Your answer should be every line from the records that contains "dispatch".

[Stored data]
== Segment start ==
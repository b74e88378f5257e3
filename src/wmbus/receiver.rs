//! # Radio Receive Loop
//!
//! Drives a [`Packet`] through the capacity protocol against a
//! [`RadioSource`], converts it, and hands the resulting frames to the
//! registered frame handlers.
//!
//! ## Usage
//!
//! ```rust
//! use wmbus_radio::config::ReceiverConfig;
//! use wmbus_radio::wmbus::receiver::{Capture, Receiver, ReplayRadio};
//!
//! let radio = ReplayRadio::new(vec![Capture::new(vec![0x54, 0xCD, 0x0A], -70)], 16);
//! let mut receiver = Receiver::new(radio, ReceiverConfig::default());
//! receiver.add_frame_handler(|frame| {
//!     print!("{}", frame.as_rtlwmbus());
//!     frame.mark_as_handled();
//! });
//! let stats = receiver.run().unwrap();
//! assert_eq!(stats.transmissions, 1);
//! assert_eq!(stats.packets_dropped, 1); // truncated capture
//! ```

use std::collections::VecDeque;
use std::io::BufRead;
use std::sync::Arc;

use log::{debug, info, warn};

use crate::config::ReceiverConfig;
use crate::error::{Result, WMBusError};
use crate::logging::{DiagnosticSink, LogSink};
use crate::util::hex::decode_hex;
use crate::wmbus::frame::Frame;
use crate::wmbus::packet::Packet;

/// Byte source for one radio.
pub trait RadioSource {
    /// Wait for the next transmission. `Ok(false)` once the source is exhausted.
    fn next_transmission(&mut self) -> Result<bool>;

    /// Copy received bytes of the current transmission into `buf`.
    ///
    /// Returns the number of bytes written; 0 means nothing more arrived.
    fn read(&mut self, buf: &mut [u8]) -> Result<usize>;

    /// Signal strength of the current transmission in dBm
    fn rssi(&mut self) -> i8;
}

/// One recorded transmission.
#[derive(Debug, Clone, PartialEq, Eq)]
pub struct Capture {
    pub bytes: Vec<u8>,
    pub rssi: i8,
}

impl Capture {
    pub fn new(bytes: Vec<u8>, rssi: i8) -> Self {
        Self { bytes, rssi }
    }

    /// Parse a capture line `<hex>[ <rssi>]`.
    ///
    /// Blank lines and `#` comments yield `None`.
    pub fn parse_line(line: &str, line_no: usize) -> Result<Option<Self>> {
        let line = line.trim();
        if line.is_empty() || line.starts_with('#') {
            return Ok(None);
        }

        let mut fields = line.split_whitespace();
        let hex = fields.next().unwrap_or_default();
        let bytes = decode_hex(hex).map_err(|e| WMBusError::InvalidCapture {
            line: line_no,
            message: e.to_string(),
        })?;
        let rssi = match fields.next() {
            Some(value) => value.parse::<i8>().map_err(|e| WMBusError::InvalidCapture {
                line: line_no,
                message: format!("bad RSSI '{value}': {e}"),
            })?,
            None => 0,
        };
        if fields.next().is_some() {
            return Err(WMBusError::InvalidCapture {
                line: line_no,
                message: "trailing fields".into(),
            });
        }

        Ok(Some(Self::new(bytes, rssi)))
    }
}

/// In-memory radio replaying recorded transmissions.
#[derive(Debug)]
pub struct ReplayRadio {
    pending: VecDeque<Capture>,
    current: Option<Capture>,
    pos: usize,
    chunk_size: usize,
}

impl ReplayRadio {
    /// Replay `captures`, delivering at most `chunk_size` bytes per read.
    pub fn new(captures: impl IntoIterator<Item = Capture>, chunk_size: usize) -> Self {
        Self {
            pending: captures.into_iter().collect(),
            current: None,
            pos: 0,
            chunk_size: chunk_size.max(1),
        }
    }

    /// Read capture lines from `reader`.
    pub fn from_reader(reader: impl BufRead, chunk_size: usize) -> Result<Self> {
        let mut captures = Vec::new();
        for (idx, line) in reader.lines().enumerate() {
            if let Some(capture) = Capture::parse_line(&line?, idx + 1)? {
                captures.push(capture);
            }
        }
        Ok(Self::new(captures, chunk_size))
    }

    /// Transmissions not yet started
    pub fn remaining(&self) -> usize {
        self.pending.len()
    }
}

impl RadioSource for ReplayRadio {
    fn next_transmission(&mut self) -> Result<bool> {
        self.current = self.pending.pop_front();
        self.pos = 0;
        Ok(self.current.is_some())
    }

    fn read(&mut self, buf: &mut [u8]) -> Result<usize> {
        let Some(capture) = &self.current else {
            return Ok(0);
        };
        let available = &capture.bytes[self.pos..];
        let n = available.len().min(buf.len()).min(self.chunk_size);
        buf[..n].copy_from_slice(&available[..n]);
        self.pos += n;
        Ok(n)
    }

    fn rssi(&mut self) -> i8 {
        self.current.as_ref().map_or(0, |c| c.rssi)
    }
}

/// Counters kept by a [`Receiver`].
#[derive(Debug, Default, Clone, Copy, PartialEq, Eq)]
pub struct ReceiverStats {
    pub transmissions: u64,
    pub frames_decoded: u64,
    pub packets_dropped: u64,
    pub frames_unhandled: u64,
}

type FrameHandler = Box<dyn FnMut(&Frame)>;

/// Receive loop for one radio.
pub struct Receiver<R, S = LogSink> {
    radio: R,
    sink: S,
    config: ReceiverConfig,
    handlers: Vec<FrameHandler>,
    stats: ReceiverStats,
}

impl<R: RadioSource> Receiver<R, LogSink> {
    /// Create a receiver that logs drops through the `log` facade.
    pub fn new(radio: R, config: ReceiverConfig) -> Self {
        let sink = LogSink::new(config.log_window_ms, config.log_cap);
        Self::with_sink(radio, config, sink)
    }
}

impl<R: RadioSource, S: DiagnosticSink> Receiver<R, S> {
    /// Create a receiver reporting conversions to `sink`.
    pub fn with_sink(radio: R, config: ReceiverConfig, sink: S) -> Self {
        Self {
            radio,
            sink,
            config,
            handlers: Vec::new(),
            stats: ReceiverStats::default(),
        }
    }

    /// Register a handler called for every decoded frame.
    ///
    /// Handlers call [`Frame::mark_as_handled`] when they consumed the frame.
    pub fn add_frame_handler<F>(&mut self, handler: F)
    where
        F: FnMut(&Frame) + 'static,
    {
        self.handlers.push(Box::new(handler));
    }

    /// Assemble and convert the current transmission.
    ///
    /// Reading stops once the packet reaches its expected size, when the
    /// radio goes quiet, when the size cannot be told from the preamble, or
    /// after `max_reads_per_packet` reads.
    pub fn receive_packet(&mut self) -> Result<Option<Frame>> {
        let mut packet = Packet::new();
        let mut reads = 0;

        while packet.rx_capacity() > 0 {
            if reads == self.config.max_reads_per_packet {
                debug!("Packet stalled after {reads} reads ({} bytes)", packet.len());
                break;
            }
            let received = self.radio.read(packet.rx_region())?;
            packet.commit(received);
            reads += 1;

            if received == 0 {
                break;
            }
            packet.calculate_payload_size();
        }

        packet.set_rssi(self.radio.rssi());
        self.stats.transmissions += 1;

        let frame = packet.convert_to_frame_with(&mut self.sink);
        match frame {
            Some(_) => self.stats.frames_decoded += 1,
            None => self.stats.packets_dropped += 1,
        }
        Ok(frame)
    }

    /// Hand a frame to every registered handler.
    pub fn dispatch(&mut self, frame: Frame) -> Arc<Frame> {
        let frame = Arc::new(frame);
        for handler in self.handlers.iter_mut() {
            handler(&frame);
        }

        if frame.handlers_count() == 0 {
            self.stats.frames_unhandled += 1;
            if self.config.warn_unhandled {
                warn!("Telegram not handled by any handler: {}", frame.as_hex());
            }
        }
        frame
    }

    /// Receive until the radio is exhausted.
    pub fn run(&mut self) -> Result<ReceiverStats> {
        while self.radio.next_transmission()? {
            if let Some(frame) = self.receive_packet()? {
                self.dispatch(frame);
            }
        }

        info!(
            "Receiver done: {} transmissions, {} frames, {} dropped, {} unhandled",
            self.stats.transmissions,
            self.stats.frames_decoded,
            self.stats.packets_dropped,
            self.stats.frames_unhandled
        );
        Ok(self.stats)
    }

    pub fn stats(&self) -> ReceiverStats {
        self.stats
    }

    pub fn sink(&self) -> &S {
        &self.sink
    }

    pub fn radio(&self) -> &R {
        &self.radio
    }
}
== Segment end ==
### Exercise result
    pub fn dispatch(&mut self, frame: Frame) -> Arc<Frame> {
                self.dispatch(frame);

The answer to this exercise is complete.